We have been bombarded for the last several years with the health benefits of Greek yogurt. It’s thicker and higher in protein than the typical commercial Dannon and Yoplait brands. When not sugared and flavored to high heaven it makes a great energy packed breakfast.
But a new, even healthier yogurt is making its way into the American domestic market from Iceland of all places. It’s called skyr, and it’s been around in Scandinavia for over a millennium, brought to Iceland from Norway. It’s even thicker, supposedly three times, and higher in protein than Greek yogurt.
Traditionally, this former Viking treat, was made with raw sheep or cow’s milk after the cream was floated off to make butter, but now it is made with pasteurized skim milk. A portion of skyr is added to the milk to introduce the right bacteria culture and left to coagulate. The whey, or yellowy liquid portion, is strained out, and the milk solids are kept for skyr. It has a slight sour taste, with a bit of natural sweetness. The result, varying between brands, of unflavored skyr, is about 12% protein and only 3% carbohydrates.

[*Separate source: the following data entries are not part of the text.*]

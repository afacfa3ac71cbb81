//! Boundary between the reconciliation engine and the catalog site.

use crate::Extractor;
use crate::error::{ErrorKind, Result};
use crate::models::{Candidate, SeriesPage};
use async_trait::async_trait;
use exn::ResultExt;
use std::sync::Arc;
use tracing::instrument;
use url::Url;

pub type SourceHandle = Arc<dyn PageSource + Send + Sync>;

/// Read access to the catalog site.
///
/// Implementations may fail with [`ErrorKind::Fetch`] when a page cannot be
/// retrieved in time; an empty page is not an error.
#[async_trait]
pub trait PageSource: Send + Sync {
    /// The "latest updates" listing, at most
    /// [`MAX_CANDIDATES`](crate::MAX_CANDIDATES) entries in page order.
    async fn latest_updates(&self) -> Result<Vec<Candidate>>;

    /// The series page at `url`, as returned in [`Candidate::url`].
    async fn series_page(&self, url: &str) -> Result<SeriesPage>;
}

/// Retrieves the fully rendered HTML of a page.
#[async_trait]
pub trait Fetch: Send + Sync {
    async fn fetch(&self, url: &Url) -> Result<String>;
}

/// The catalog site, read through any [`Fetch`] implementation.
#[derive(Debug, Clone)]
pub struct Site<F> {
    base: Url,
    fetcher: F,
}
impl<F: Fetch> Site<F> {
    /// The listing is read from `base`; relative links resolve against it.
    pub fn new(base: Url, fetcher: F) -> Self {
        Self { base, fetcher }
    }

    pub fn base(&self) -> &Url {
        &self.base
    }
}

#[async_trait]
impl<F: Fetch> PageSource for Site<F> {
    #[instrument(skip(self), fields(url = %self.base))]
    async fn latest_updates(&self) -> Result<Vec<Candidate>> {
        let html = self.fetcher.fetch(&self.base).await?;
        let candidates = Extractor::from_html(&html, &self.base).latest_updates();
        tracing::debug!(candidates = candidates.len(), "Extracted latest updates");
        Ok(candidates)
    }

    #[instrument(skip(self))]
    async fn series_page(&self, url: &str) -> Result<SeriesPage> {
        let url = self.base.join(url).or_raise(|| ErrorKind::InvalidUrl(url.to_string()))?;
        let html = self.fetcher.fetch(&url).await?;
        let page = Extractor::from_html(&html, &self.base).series_page();
        tracing::debug!(episodes = page.episodes.len(), "Extracted series page");
        Ok(page)
    }
}

#[cfg(test)]
mod tests {
    use super::*;
    use std::collections::HashMap;
    use std::sync::Mutex;

    #[derive(Default)]
    struct StaticPages {
        pages: HashMap<String, String>,
        requested: Mutex<Vec<String>>,
    }
    impl StaticPages {
        fn with(mut self, url: &str, html: &str) -> Self {
            self.pages.insert(url.to_string(), html.to_string());
            self
        }
    }
    #[async_trait]
    impl Fetch for StaticPages {
        async fn fetch(&self, url: &Url) -> Result<String> {
            self.requested.lock().unwrap().push(url.to_string());
            match self.pages.get(url.as_str()) {
                Some(html) => Ok(html.clone()),
                None => exn::bail!(ErrorKind::Fetch(format!("timed out loading {url}"))),
            }
        }
    }

    fn site(pages: StaticPages) -> Site<StaticPages> {
        Site::new(Url::parse("https://catalog.example/").unwrap(), pages)
    }

    #[tokio::test]
    async fn test_latest_updates_reads_base_url() {
        let pages = StaticPages::default().with(
            "https://catalog.example/",
            r#"<div class="list-item"><h3><a href="/drama/moving">Moving</a></h3><span class="episode">Ep 4</span></div>"#,
        );
        let site = site(pages);
        let candidates = site.latest_updates().await.unwrap();
        assert_eq!(candidates.len(), 1);
        assert_eq!(candidates[0].url, "https://catalog.example/drama/moving");
        assert_eq!(candidates[0].episode_hint, Some(4));
        assert_eq!(*site.fetcher.requested.lock().unwrap(), vec!["https://catalog.example/".to_string()]);
    }

    #[tokio::test]
    async fn test_series_page_resolves_relative_url() {
        let pages = StaticPages::default().with(
            "https://catalog.example/drama/moving",
            r#"<h1 class="title">Moving</h1><div class="episodios"><a href="/drama/moving/ep-1">Ep 1</a></div>"#,
        );
        let page = site(pages).series_page("/drama/moving").await.unwrap();
        assert_eq!(page.title, "Moving");
        assert_eq!(page.episodes.len(), 1);
        assert_eq!(page.episodes[0].number, Some(1));
        assert_eq!(page.episodes[0].url, "https://catalog.example/drama/moving/ep-1");
    }

    #[tokio::test]
    async fn test_fetch_failure_is_propagated() {
        let err = site(StaticPages::default()).series_page("https://catalog.example/drama/gone").await.unwrap_err();
        assert!(matches!(&*err, ErrorKind::Fetch(_)));
        assert!(err.is_retryable());
    }
}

Traditionally it is served with sugar and heavy cream, or with jam, berries, or granola for breakfast. Men’s Health has recently jumped on it’s bandwagon, toting it’s high protein health benefits. They recommend dropping sunflower seeds or almonds into a cup of skyr for a quick protein packed breakfast. One domestic version is Siggi’s, made in Upstate New York, with milk from dairy farms who do not use bovine growth hormones on their herds. They have nearly 20 different flavors, some sounding very Scandinavian, like lingonberry.
Other cultured dairy foods exist in other cultures. For example, there’s Mongolian Yak cheese, that Whole Foods probably won’t be getting any time soon. There is also a Russian dairy treat known as tvorog, made by boiling buttermilk and letting the milk solids hang out for a while, but that has quite a pungent kick for most Middle Americans. So, for now, going the way of the Vikings with skyr, is the hippest and healthiest way to get your yogurt.